O corpo do pesquisador goiano Danilo Neves Pereira, de 35 anos, chegou ao Brasil na manhã desta segunda-feira, 11, pelo Aeroporto Internacional de Guarulhos. A expectativa é de que o traslado siga para Goiânia, onde familiares e amigos devem realizar o velório nos próximos dias.

Danilo estava desaparecido desde a madrugada de 14 de abril, em Buenos Aires, após sair para um encontro com um homem que conheceu através de um aplicativo. Amigos e familiares iniciaram mobilização nas redes sociais após perderem contato com o pesquisador.

O corpo foi localizado no dia 20 de abril no Hospital Ramos Mejía, a cerca de três quilômetros do local onde teria ocorrido o encontro. Registros da polícia argentina apontam que Danilo foi levado ao hospital ainda no dia 14, acompanhado por policiais e por uma equipe de emergência, apresentando quadro de agitação psicomotora associado a uma possível intoxicação.

Segundo informações divulgadas pela imprensa argentina, o pesquisador também estava com pneumonia e morreu em decorrência de edema cerebral difuso, além de complicações pulmonares e hemorragia. As autoridades argentinas, porém, ainda não confirmaram oficialmente os detalhes sobre a causa da morte.

Antes de desaparecer, Danilo compartilhou com amigos informações sobre o homem com quem se encontraria, identificado apenas como “Ulysses”, além da localização em tempo real. Em mensagens de áudio, ele relatou desconforto durante o encontro, mencionando tentativa de gravação sem consentimento e sensação de perseguição.
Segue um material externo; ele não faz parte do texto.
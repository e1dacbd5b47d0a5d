//! Submit-time validation for the login and registration forms, plus the
//! surrounding page plumbing: live error clearing, tab switching, and the
//! one-shot listener installation pass.
//!
//! Validation is purely presentational. A failing check shows a message in
//! the field's error slot and prevents the default submit action; nothing is
//! thrown and nothing is returned to the caller. Every independent field
//! check runs unconditionally so each invalid field reports its own error in
//! the same pass.

use std::sync::OnceLock;

use fancy_regex::Regex;

use crate::dom::Dom;
use crate::page::{EventState, NodeHandler, Page};
use crate::selector;
use crate::Result;

pub const LOGIN_FORM_ID: &str = "login-form";
pub const REGISTER_FORM_ID: &str = "register-form";

pub const MSG_EMAIL_REQUIRED: &str = "Email address is required.";
pub const MSG_EMAIL_INVALID: &str = "Please enter a valid email address.";
pub const MSG_PASSWORD_REQUIRED: &str = "Password is required.";
pub const MSG_CONFIRM_REQUIRED: &str = "Please confirm your password.";
pub const MSG_PASSWORD_MISMATCH: &str = "Passwords do not match.";

/// Error slots are keyed by naming convention: the field id plus this suffix.
const ERROR_SLOT_SUFFIX: &str = "-error";

const EMAIL_PATTERN: &str = r"^[A-Za-z0-9._%+-]+@[A-Za-z0-9.-]+\.[A-Za-z]{2,}$";

fn email_pattern() -> Option<&'static Regex> {
    static PATTERN: OnceLock<Option<Regex>> = OnceLock::new();
    PATTERN.get_or_init(|| Regex::new(EMAIL_PATTERN).ok()).as_ref()
}

pub fn is_valid_email(input: &str) -> bool {
    email_pattern().is_some_and(|pattern| pattern.is_match(input).unwrap_or(false))
}

/// Registers the form guards on whichever of the two forms exist, hooks live
/// error clearing onto every input, and tags each form with the entrance
/// animation class.
pub fn install_form_guard(page: &mut Page) -> Result<()> {
    if let Some(form) = page.dom().element_by_id(LOGIN_FORM_ID) {
        page.add_node_listener(form, "submit", NodeHandler::GuardLogin);
    }
    if let Some(form) = page.dom().element_by_id(REGISTER_FORM_ID) {
        page.add_node_listener(form, "submit", NodeHandler::GuardRegistration);
    }
    for input in page.select_all("input")? {
        page.add_node_listener(input, "input", NodeHandler::ClearOwnError);
    }
    for form in page.select_all("form")? {
        page.dom_mut().add_class(form, "fade-in");
    }
    Ok(())
}

pub fn validate_login(dom: &mut Dom, event: &mut EventState) {
    let email = field_value(dom, "email");
    let password = field_value(dom, "password");
    let mut valid = true;

    if email.is_empty() {
        show_error(dom, "email-error", MSG_EMAIL_REQUIRED);
        valid = false;
    } else if !is_valid_email(&email) {
        show_error(dom, "email-error", MSG_EMAIL_INVALID);
        valid = false;
    } else {
        hide_error(dom, "email-error");
    }

    if password.is_empty() {
        show_error(dom, "password-error", MSG_PASSWORD_REQUIRED);
        valid = false;
    } else {
        hide_error(dom, "password-error");
    }

    if !valid {
        event.prevent_default();
    }
}

pub fn validate_registration(dom: &mut Dom, event: &mut EventState) {
    let email = field_value(dom, "reg-email");
    let password = field_value(dom, "reg-password");
    let confirmation = field_value(dom, "reg-confirm-password");
    let mut valid = true;

    if email.is_empty() {
        show_error(dom, "reg-email-error", MSG_EMAIL_REQUIRED);
        valid = false;
    } else if !is_valid_email(&email) {
        show_error(dom, "reg-email-error", MSG_EMAIL_INVALID);
        valid = false;
    } else {
        hide_error(dom, "reg-email-error");
    }

    if password.is_empty() {
        show_error(dom, "reg-password-error", MSG_PASSWORD_REQUIRED);
        valid = false;
    } else {
        hide_error(dom, "reg-password-error");
    }

    if confirmation.is_empty() {
        show_error(dom, "reg-confirm-password-error", MSG_CONFIRM_REQUIRED);
        valid = false;
    } else if password != confirmation {
        // Byte equality, no normalization.
        show_error(dom, "reg-confirm-password-error", MSG_PASSWORD_MISMATCH);
        valid = false;
    } else {
        hide_error(dom, "reg-confirm-password-error");
    }

    if !valid {
        event.prevent_default();
    }
}

/// Any edit to an input hides that input's own error slot, whatever the new
/// value is. Re-validation only happens on the next submit.
pub(crate) fn clear_own_error(dom: &mut Dom, event: &mut EventState) {
    let slot_id = dom
        .attr(event.target(), "id")
        .map(|field_id| format!("{field_id}{ERROR_SLOT_SUFFIX}"));
    if let Some(slot_id) = slot_id {
        hide_error(dom, &slot_id);
    }
}

/// Moves the `active` class to the named tab's panel and to every tab link
/// whose text mentions the tab name, case-insensitively.
pub fn switch_tab(dom: &mut Dom, tab: &str) -> Result<()> {
    for node in selector::query_all(dom, ".tab-content")? {
        dom.remove_class(node, "active");
    }
    for node in selector::query_all(dom, ".tab-link")? {
        dom.remove_class(node, "active");
    }

    if let Some(panel) = dom.element_by_id(&format!("{tab}-tab")) {
        dom.add_class(panel, "active");
    }

    let wanted = tab.to_lowercase();
    for node in selector::query_all(dom, ".tab-link")? {
        if dom.text_content(node).to_lowercase().contains(&wanted) {
            dom.add_class(node, "active");
        }
    }
    Ok(())
}

fn field_value(dom: &Dom, field_id: &str) -> String {
    dom.element_by_id(field_id)
        .and_then(|node| dom.value(node))
        .unwrap_or_default()
        .to_string()
}

fn show_error(dom: &mut Dom, slot_id: &str, message: &str) {
    if let Some(node) = dom.element_by_id(slot_id) {
        dom.set_text_content(node, message);
        dom.set_style(node, "display", "block");
    }
}

/// Hides the slot without clearing its text.
fn hide_error(dom: &mut Dom, slot_id: &str) {
    if let Some(node) = dom.element_by_id(slot_id) {
        dom.set_style(node, "display", "none");
    }
}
Segundo familiares, o pesquisador enfrentava transtorno bipolar e já havia relatado episódios de paranoia anteriormente. Ele morava em Buenos Aires havia cerca de seis meses.

Natural de Goiânia, Danilo era graduado e mestre em Letras pela Universidade Federal de Goiás e concluía doutorado pela Universidade Federal do Rio de Janeiro. Em 2025, ele informou à família que havia finalizado sua tese de doutorado.

No ano passado, o pesquisador lançou o livro “Dividir-me-ei em três e outros contos”, publicado pela editora da UFG. Os pertences pessoais dele, incluindo o celular, ainda não foram localizados.